Study material:
....

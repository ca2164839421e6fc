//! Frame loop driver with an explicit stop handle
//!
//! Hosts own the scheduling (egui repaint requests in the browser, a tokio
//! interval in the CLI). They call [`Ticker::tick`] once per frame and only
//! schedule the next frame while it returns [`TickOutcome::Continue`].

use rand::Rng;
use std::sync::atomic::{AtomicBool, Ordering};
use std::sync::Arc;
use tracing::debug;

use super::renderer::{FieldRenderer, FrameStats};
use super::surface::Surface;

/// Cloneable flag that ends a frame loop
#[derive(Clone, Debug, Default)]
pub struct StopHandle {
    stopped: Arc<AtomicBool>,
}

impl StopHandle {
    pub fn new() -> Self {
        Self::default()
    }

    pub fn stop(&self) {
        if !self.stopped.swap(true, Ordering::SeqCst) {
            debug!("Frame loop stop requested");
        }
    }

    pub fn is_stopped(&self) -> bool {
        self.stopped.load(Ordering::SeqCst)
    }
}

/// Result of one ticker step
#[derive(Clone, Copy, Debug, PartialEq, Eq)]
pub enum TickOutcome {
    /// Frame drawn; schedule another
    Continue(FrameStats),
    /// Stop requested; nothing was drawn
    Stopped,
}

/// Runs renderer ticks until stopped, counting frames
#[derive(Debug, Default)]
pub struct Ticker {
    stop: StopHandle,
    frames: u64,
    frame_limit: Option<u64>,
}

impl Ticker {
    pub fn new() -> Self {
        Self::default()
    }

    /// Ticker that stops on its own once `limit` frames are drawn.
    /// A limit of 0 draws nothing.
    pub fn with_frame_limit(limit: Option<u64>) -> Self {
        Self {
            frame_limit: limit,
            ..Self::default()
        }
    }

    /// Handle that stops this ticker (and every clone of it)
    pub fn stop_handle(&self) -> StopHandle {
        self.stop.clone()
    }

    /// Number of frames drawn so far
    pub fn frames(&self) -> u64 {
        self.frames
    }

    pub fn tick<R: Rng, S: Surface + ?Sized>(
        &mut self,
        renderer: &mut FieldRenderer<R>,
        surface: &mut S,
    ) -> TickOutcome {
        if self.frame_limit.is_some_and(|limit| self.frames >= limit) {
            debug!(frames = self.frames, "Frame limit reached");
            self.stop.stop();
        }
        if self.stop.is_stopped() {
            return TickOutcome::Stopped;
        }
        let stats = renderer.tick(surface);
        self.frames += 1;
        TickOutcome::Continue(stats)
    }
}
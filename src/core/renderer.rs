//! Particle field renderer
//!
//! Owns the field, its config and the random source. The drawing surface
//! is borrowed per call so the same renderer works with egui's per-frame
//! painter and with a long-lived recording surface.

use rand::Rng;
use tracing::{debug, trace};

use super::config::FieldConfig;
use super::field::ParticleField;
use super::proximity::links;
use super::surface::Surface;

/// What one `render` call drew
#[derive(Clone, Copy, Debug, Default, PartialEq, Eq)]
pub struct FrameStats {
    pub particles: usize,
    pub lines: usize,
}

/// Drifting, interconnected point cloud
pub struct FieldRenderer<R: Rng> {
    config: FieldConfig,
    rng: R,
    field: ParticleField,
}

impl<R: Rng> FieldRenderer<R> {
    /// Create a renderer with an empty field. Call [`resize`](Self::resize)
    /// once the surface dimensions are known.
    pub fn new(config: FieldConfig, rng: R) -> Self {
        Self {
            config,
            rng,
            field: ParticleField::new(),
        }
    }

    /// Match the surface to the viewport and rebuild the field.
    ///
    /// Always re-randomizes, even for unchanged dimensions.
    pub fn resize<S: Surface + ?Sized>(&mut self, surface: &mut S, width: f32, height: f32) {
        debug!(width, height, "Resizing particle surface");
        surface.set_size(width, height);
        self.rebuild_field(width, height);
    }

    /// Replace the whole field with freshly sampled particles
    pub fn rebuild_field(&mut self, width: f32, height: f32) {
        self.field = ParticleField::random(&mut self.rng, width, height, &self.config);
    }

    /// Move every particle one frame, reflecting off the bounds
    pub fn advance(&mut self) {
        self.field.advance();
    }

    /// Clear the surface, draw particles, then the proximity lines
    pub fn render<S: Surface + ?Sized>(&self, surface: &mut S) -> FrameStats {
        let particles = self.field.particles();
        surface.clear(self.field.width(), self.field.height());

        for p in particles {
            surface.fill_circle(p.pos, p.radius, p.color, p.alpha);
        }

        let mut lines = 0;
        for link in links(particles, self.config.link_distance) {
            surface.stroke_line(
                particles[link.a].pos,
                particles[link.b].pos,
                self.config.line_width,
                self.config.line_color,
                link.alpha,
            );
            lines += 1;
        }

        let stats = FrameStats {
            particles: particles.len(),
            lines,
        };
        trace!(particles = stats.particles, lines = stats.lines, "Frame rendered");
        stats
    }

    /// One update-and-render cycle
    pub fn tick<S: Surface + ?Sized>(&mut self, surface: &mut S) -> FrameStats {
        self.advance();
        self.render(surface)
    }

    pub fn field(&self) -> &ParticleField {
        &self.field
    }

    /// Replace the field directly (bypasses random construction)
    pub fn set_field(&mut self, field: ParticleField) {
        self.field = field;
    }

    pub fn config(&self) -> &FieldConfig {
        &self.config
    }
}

....

Task to complete:
Return a word-for-word copy of the lines above from the one holding "#[derive(Clone, Copy, Debug, Default, PartialEq, Eq)]" through the one holding "dimensions are known.", with both of them included and nothing besides.

Solved exercise:
#[derive(Clone, Copy, Debug, Default, PartialEq, Eq)]
pub struct FrameStats {
    pub particles: usize,
    pub lines: usize,
}

/// Drifting, interconnected point cloud
pub struct FieldRenderer<R: Rng> {
    config: FieldConfig,
    rng: R,
    field: ParticleField,
}

impl<R: Rng> FieldRenderer<R> {
    /// Create a renderer with an empty field. Call [`resize`](Self::resize)
    /// once the surface dimensions are known.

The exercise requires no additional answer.